[<prev] [next>] [<thread-prev] [thread-next>] [day] [month] [year] [list]
Message-ID: <20210407205701.GA16198@willie-the-truck>
Date: Wed, 7 Apr 2021 21:57:02 +0100
From: Will Deacon <will@...nel.org>
To: Alexandru Elisei <alexandru.elisei@....com>
Cc: Yanan Wang <wangyanan55@...wei.com>, Marc Zyngier <maz@...nel.org>,
Catalin Marinas <catalin.marinas@....com>,
kvmarm@...ts.cs.columbia.edu, linux-arm-kernel@...ts.infradead.org,
kvm@...r.kernel.org, linux-kernel@...r.kernel.org,
James Morse <james.morse@....com>,
Julien Thierry <julien.thierry.kdev@...il.com>,
Suzuki K Poulose <suzuki.poulose@....com>,
Gavin Shan <gshan@...hat.com>,
Quentin Perret <qperret@...gle.com>,
wanghaibin.wang@...wei.com, zhukeqian1@...wei.com,
yuzenghui@...wei.com
Subject: Re: [RFC PATCH v3 1/2] KVM: arm64: Move CMOs from user_mem_abort to
the fault handlers
On Wed, Apr 07, 2021 at 04:31:31PM +0100, Alexandru Elisei wrote:
> On 3/26/21 3:16 AM, Yanan Wang wrote:
> > We currently uniformly permorm CMOs of D-cache and I-cache in function
> > user_mem_abort before calling the fault handlers.
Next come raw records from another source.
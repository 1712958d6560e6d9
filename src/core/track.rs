use std::{fmt, str::FromStr};

use serde::{Deserialize, Serialize};

use super::participant::PaymentStatus;

/// One of the parallel registration flows.
///
/// Every track stores its participants in its own table with the same shape;
/// the differences between the flows live here instead of in separate code paths.
#[derive(Clone, Copy, Debug, PartialEq, Eq, Hash, Serialize, Deserialize)]
#[serde(rename_all = "snake_case")]
pub enum Track {
    Youth,
    Leadership,
    Mission,
    Ignition,
}

impl Track {
    pub const ALL: [Track; 4] = [
        Track::Youth,
        Track::Leadership,
        Track::Mission,
        Track::Ignition,
    ];

    pub fn table(&self) -> &'static str {
        match self {
            Track::Youth => "registrations",
            Track::Leadership => "leadership_registrations",
            Track::Mission => "village_mission",
            Track::Ignition => "ignition_attendance",
        }
    }

    pub fn slug(&self) -> &'static str {
        match self {
            Track::Youth => "youth",
            Track::Leadership => "leadership",
            Track::Mission => "mission",
            Track::Ignition => "ignition",
        }
    }

    pub fn title(&self) -> &'static str {
        match self {
            Track::Youth => "Diocesan Youth Convention",
            Track::Leadership => "Leadership Retreat",
            Track::Mission => "Village Mission",
            Track::Ignition => "Ignition",
        }
    }

    /// Profile fields that must be present besides name and phone.
    pub fn required_fields(&self) -> &'static [&'static str] {
        match self {
            Track::Youth => &[
                "gender",
                "date_of_birth",
                "archdeaconry",
                "church",
                "occupation",
                "educational_qualification",
                "address",
            ],
            Track::Leadership => &[
                "church",
                "position_held",
                "archdeaconry",
                "position_held_in_arch",
                "position_held_in_dio",
            ],
            Track::Mission => &["church", "archdeaconry", "reason_for_registering"],
            Track::Ignition => &["gender", "archdeaconry", "church"],
        }
    }

    pub fn requires_email(&self) -> bool {
        !matches!(self, Track::Leadership)
    }

    pub fn requires_photo(&self) -> bool {
        matches!(self, Track::Youth | Track::Ignition)
    }

    pub fn requires_payment(&self) -> bool {
        matches!(self, Track::Youth)
    }

    pub fn initial_status(&self) -> PaymentStatus {
        if self.requires_payment() {
            PaymentStatus::NotPaid
        } else {
            PaymentStatus::Registered
        }
    }
}

impl fmt::Display for Track {
    fn fmt(&self, f: &mut fmt::Formatter<'_>) -> fmt::Result {
        write!(f, "{}", self.slug())
    }
}

impl FromStr for Track {
    type Err = String;

    fn from_str(s: &str) -> Result<Self, Self::Err> {
        Track::ALL
            .into_iter()
            .find(|t| t.slug() == s.trim().to_lowercase())
            .ok_or_else(|| format!("Unknown track '{}'", s))
    }
}
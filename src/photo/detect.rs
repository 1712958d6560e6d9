use futures::future::BoxFuture;
use image::RgbImage;
use serde::{Deserialize, Serialize};

use crate::error::Result;

/// Bounding box of a detected face, in source pixels
#[derive(Debug, Clone, Copy, PartialEq, Serialize, Deserialize)]
pub struct FaceBox {
    pub x: f64,
    pub y: f64,
    pub width: f64,
    pub height: f64,
}

impl FaceBox {
    pub fn center(&self) -> (f64, f64) {
        (self.x + self.width / 2.0, self.y + self.height / 2.0)
    }

    /// Boxes with a non-positive or non-finite size are treated as no detection.
    pub fn is_valid(&self) -> bool {
        [self.x, self.y, self.width, self.height]
            .iter()
            .all(|v| v.is_finite())
            && self.width > 0.0
            && self.height > 0.0
    }
}

/// Finds the single most prominent face in a bitmap.
pub trait FaceDetector: Send + Sync {
    fn detect<'a>(&'a self, image: &'a RgbImage) -> BoxFuture<'a, Result<Option<FaceBox>>>;
}

#[cfg(test)]
pub mod testing {
    use std::time::Duration;

    use futures::FutureExt;

    use super::*;

    /// Detector that always reports the same box, optionally after a delay
    pub struct FixedDetector {
        pub face: Option<FaceBox>,
        pub delay: Duration,
    }

    impl FixedDetector {
        pub fn new(face: Option<FaceBox>) -> Self {
            Self {
                face,
                delay: Duration::ZERO,
            }
        }
    }

    impl FaceDetector for FixedDetector {
        fn detect<'a>(&'a self, _image: &'a RgbImage) -> BoxFuture<'a, Result<Option<FaceBox>>> {
            async move {
                if !self.delay.is_zero() {
                    tokio::time::sleep(self.delay).await;
                }
                Ok(self.face)
            }
            .boxed()
        }
    }
}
If we get concurrent
> > guest faults(e.g. translation faults, permission faults) or some really
> > unnecessary guest faults caused by BBM, CMOs for the first vcpu are
>
> I can't figure out what BBM means.
Oh, I know that one! BBM means "Break Before Make". Not to be confused with
DBM (Dirty Bit Management) or BFM (Bit Field Move).